In giardino, intanto, il cinguettio degli uccelli è musica, la musica che ha riempito tante nostre quiete serate. Vorrei ancora ascoltare Mozart con te. I ragazzi, adorabili, “navi- gano dietro le tue orme e mi salveranno dal naufragio”.
Dopo il naufragio.
Amore mio, ho slegato il nastrino rosso, ho sciorinato le lettere – le avevi numerate con vistosi bollini rossi – e l’”amore epistolare” che da fidanzati vivevamo come ripiego, sia pur dolce, ha ripreso il cammino, mi regala frammenti di allegria e scriverti torna ad essere “dialogo pacato, sereno, a bassa voce” come piaceva a te.
Come potrei non raccontarti il quotidiano fiorire dei nipotini e non raccontare di te a loro?
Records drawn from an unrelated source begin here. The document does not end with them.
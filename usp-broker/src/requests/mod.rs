/********************************************************************************
 * Copyright (c) 2026 Contributors to the Eclipse Foundation
 *
 * See the NOTICE file(s) distributed with this work for additional
 * information regarding copyright ownership.
 *
 * This program and the accompanying materials are made available under the
 * terms of the Apache License Version 2.0 which is available at
 * https://www.apache.org/licenses/LICENSE-2.0
 *
 * SPDX-License-Identifier: Apache-2.0
 ********************************************************************************/

//! RequestBridge: owns `req_map`, pairing in-flight Operate requests with
//! Request-table rows (spec.md §4.G).

pub mod bridge;
pub mod req_map;

pub use bridge::{fail_all, fail_all_under};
Continuerò a scriverti perché i più piccoli ti conoscano ed i più grandi scoprano che oltre il confine angusto del T.V.T.T.B. esiste un’altra felicità.
Per festeggiare, prenderò un gelato con i ragazzi e mi piacerà perfino la tua stracciatella, oggi, pensa un po’!
Un bollino rosso occhieggia su questa lettera, d’amore, come tutte le altre.
Torneremo ad incontrarci, felici come quella mattina del 1963 alla stazione di Formia, e allora sì, avrò scritto l’ultima lettera.

Ciao, Arì, mi manchi da tre lunghissimi anni.